En medio del dolor de la pérdida de sus dos padres, Itzjak se encuentra con su amor. Su único amor. No es este apenas un giro romántico. Por primera vez en toda la Torá aparece la palabra “enamorarse” en el vínculo entre un hombre y una mujer. Sólo y recién aquí, en el encuentro entre Itzjak y Rivká. Sin dudas, lo que ellos vivieron fue un inmenso amor. Seguramente al encontrarse, comprendieron la profundidad de lo que es tener.
En un relato digno de las Mil y una Noches, ella cruza el mundo conocido en su búsqueda. Montada aún sobre el camello que la traía, divisa a Itzjak a lo lejos en medio del desierto. En el instante previo a tan poderoso encuentro, nos describen dónde estaba Itzjak:
“Y venía Itzjak del pozo Lejai Roí; ya que estaba en el Neguev. Y había salido Itzjak a conversar al campo, a la hora de la tarde; y alzando sus ojos miró, y he aquí los camellos que venían” (Gen 24:62-63).

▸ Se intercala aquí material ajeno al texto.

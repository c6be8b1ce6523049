//! Butcher tableaux
//!
//! # Mathematical Background
//!
//! An s-stage Runge-Kutta method is defined by its Butcher tableau
//!
//! ```text
//!  c │ A
//! ───┼────
//!    │ bᵀ
//! ```
//!
//! Applied to y' = λy with y₀ = 1 and z = hλ, the stage values solve
//!
//! ```text
//! (I − zA)·Y = e         e = (1, ..., 1)ᵀ
//! ```
//!
//! and the step returns
//!
//! ```text
//! R(z) = 1 + z·bᵀY = 1 + z·bᵀ(I − zA)⁻¹e
//! ```
//!
//! # Evaluation Strategy
//!
//! - **Explicit** (A strictly lower triangular): forward substitution,
//!   O(s²) complex operations, I − zA is never singular
//! - **Implicit**: complex LU factorization of I − zA per evaluation.
//!   A singular system means z is a pole of R; the result is NaN so the
//!   region test counts it as unstable.

use nalgebra::{DMatrix, DVector};
use num_complex::Complex64;

use crate::error::ConfigurationError;
use super::polynomial::StabilityPolynomial;
use super::traits::StabilityFunction;

/// Runge-Kutta method in Butcher form
///
/// # Example
///
/// ```rust
/// use num_complex::Complex64;
/// use stab_rs::methods::{ButcherTableau, StabilityFunction};
///
/// let rk4 = ButcherTableau::classical_rk4();
/// assert_eq!(rk4.stages(), Some(4));
/// assert!(rk4.is_explicit());
///
/// let r = rk4.evaluate(Complex64::new(-1.0, 0.0));
/// assert!((r.re - 0.375).abs() < 1e-12);
/// ```
#[derive(Debug, Clone, PartialEq)]
pub struct ButcherTableau {
    /// Stage coupling coefficients (s × s)
    a: DMatrix<f64>,

    /// Quadrature weights (length s)
    b: DVector<f64>,

    /// Abscissae, row sums of A (length s)
    c: DVector<f64>,

    /// Cached structural flag
    explicit: bool,

    name: String,
}

impl ButcherTableau {
    /// Create a tableau; abscissae are taken as the row sums of A
    ///
    /// # Errors
    ///
    /// - `InvalidStageCount` for an empty tableau
    /// - `MalformedCoefficients` for a non-square A, a weight vector of the
    ///   wrong length, or non-finite entries
    pub fn new(
        name: impl Into<String>,
        a: DMatrix<f64>,
        b: DVector<f64>,
    ) -> Result<Self, ConfigurationError> {
        let stages = b.len();

        if stages == 0 {
            return Err(ConfigurationError::InvalidStageCount {
                family: "Runge-Kutta",
                stages,
                minimum: 1,
            });
        }

        if a.nrows() != stages || a.ncols() != stages {
            return Err(ConfigurationError::MalformedCoefficients {
                reason: format!(
                    "A is {}x{} but b has {} weights",
                    a.nrows(),
                    a.ncols(),
                    stages
                ),
            });
        }

        if a.iter().chain(b.iter()).any(|x| !x.is_finite()) {
            return Err(ConfigurationError::MalformedCoefficients {
                reason: "tableau contains a non-finite coefficient".to_string(),
            });
        }

        let c = DVector::from_iterator(stages, a.row_iter().map(|row| row.sum()));

        let explicit = (0..stages).all(|i| (i..stages).all(|j| a[(i, j)] == 0.0));

        Ok(Self {
            a,
            b,
            c,
            explicit,
            name: name.into(),
        })
    }

    // ====================================== Named tableaux ======================================

    /// Forward Euler (1 stage, order 1)
    pub fn forward_euler() -> Self {
        Self::from_rows("Forward Euler", 1, &[0.0], &[1.0])
    }

    /// Explicit midpoint rule (2 stages, order 2)
    pub fn explicit_midpoint() -> Self {
        Self::from_rows(
            "Explicit Midpoint",
            2,
            &[0.0, 0.0,
              0.5, 0.0],
            &[0.0, 1.0],
        )
    }

    /// Shu-Osher strong-stability-preserving RK3 (3 stages, order 3)
    pub fn ssp_rk3() -> Self {
        Self::from_rows(
            "SSP RK3",
            3,
            &[0.0,  0.0,  0.0,
              1.0,  0.0,  0.0,
              0.25, 0.25, 0.0],
            &[1.0 / 6.0, 1.0 / 6.0, 2.0 / 3.0],
        )
    }

    /// Classical fourth-order Runge-Kutta (4 stages, order 4)
    pub fn classical_rk4() -> Self {
        Self::from_rows(
            "Classical RK4",
            4,
            &[0.0, 0.0, 0.0, 0.0,
              0.5, 0.0, 0.0, 0.0,
              0.0, 0.5, 0.0, 0.0,
              0.0, 0.0, 1.0, 0.0],
            &[1.0 / 6.0, 1.0 / 3.0, 1.0 / 3.0, 1.0 / 6.0],
        )
    }

    /// Backward Euler (1 implicit stage, order 1)
    pub fn backward_euler() -> Self {
        Self::from_rows("Backward Euler", 1, &[1.0], &[1.0])
    }

    /// Implicit midpoint rule (1 implicit stage, order 2)
    pub fn implicit_midpoint() -> Self {
        Self::from_rows("Implicit Midpoint", 1, &[0.5], &[1.0])
    }

    /// Built-in tableaux are well formed by construction
    fn from_rows(name: &str, stages: usize, a: &[f64], b: &[f64]) -> Self {
        let a = DMatrix::from_row_slice(stages, stages, a);
        let b = DVector::from_row_slice(b);
        let c = DVector::from_iterator(stages, a.row_iter().map(|row| row.sum()));
        let explicit = (0..stages).all(|i| (i..stages).all(|j| a[(i, j)] == 0.0));
        Self {
            a,
            b,
            c,
            explicit,
            name: name.to_string(),
        }
    }

    // ========================================== Queries ==========================================

    /// Coupling matrix A
    pub fn a(&self) -> &DMatrix<f64> {
        &self.a
    }

    /// Weights b
    pub fn b(&self) -> &DVector<f64> {
        &self.b
    }

    /// Abscissae c
    pub fn c(&self) -> &DVector<f64> {
        &self.c
    }

    /// Stability polynomial of an explicit tableau
    ///
    /// Coefficients c₀ = 1 and cₖ = bᵀA^(k−1)e for k = 1..s. Returns `None`
    /// for implicit tableaux, whose stability function is rational.
    pub fn stability_polynomial(&self) -> Option<StabilityPolynomial> {
        if !self.explicit {
            return None;
        }

        let stages = self.b.len();
        let mut coefficients = Vec::with_capacity(stages + 1);
        coefficients.push(1.0);

        let mut power = DVector::from_element(stages, 1.0);
        for _ in 0..stages {
            coefficients.push(self.b.dot(&power));
            power = &self.a * power;
        }

        StabilityPolynomial::named(coefficients, self.name.clone()).ok()
    }

    // ======================================== Evaluation =========================================

    /// Stage values by forward substitution (explicit tableaux only)
    fn explicit_stages(&self, z: Complex64) -> Vec<Complex64> {
        let stages = self.b.len();
        let mut y: Vec<Complex64> = Vec::with_capacity(stages);

        for i in 0..stages {
            let coupling = (0..i).fold(Complex64::new(0.0, 0.0), |acc, j| acc + y[j] * self.a[(i, j)]);
            y.push(Complex64::new(1.0, 0.0) + z * coupling);
        }

        y
    }

    /// Stage values from a complex LU solve of (I − zA)Y = e
    fn implicit_stages(&self, z: Complex64) -> Option<DVector<Complex64>> {
        let stages = self.b.len();
        let system = DMatrix::<Complex64>::from_fn(stages, stages, |i, j| {
            let identity = if i == j { 1.0 } else { 0.0 };
            Complex64::new(identity, 0.0) - z * self.a[(i, j)]
        });
        let rhs = DVector::from_element(stages, Complex64::new(1.0, 0.0));

        system.lu().solve(&rhs)
    }
}

impl StabilityFunction for ButcherTableau {
    fn evaluate(&self, z: Complex64) -> Complex64 {
        let weighted = if self.explicit {
            self.explicit_stages(z)
                .iter()
                .zip(self.b.iter())
                .fold(Complex64::new(0.0, 0.0), |acc, (y, &w)| acc + *y * w)
        } else {
            match self.implicit_stages(z) {
                Some(stage_values) => stage_values
                    .iter()
                    .zip(self.b.iter())
                    .fold(Complex64::new(0.0, 0.0), |acc, (y, &w)| acc + *y * w),
                // z is a pole of R
                None => return Complex64::new(f64::NAN, f64::NAN),
            }
        };

        Complex64::new(1.0, 0.0) + z * weighted
    }

    fn name(&self) -> &str {
        &self.name
    }

    fn stages(&self) -> Option<usize> {
        Some(self.b.len())
    }

    fn is_explicit(&self) -> bool {
        self.explicit
    }
}

// =================================================================================================
// Tests
// =================================================================================================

El pozo de Lejai Roí sólo aparece una vez más en toda la Torá y es el lugar donde se asienta el hermano mayor de Itzjak, Ishmael. Ellos se habían distanciado hacía años. La distancia a veces es más lejana que los kilómetros que nos separan. Quizá Itzjak, al atravesar sus pérdidas, comprendió mejor lo que en verdad se tiene. Descubrió que hay cosas que no está en nuestras manos tener o retener, pero que hay otras cosas que sólo está en nuestras manos recuperar. Quizá por eso fue al lugar donde podría encontrar a su hermano, perdido por el tiempo.
Desde otra mirada, el pozo se encuentra en el Neguev, en un lugar distante a su lugar, lejos de su casa. Itzjak se va a conversar al campo, ¿con quién conversaba? El Neguev es una zona totalmente desértica, ¿cuál era ese campo?
En medio del ruido del mundo, de la velocidad de la rutina, del agobio de las obligaciones, de la furia de los días, Itzjak busca un espacio para su alma. Para conversar en silencio. Para abstraerse de la furia de lo cotidiano. Nos enseña acerca de la necesidad de la meditación, del freno a la vorágine. Nos regala un mensaje profundo de reencuentro con uno mismo, de buscar instantes de refugio para hablarle al alma, al tiempo propio, a Dios.
De buscar tiempos para tomar perspectiva y así reevaluar el tener, el perder, el poder, el amar y entonces, el renacer.
Amigos queridos. Amigos todos.
Atravesados por la selva en la que a veces se vive en la semana, nos intiman a buscar instantes para conversar en silencio. Momentos de espíritu. Ratos de paz.
Son esos lugares donde el desierto de las pérdidas, se pueden transformar en campos verdes de recuerdos sagrados y de compromisos de mañana.
Donde comprendemos que no podemos tener nada para siempre, pero que si amamos bien, si nos enamoramos mejor, podremos tener a los nuestros para siempre.
Es conversando en el campo del alma donde descubrimos que todos tenemos dos vidas. Y que la segunda comienza cuando entendemos que al final, teníamos una sola.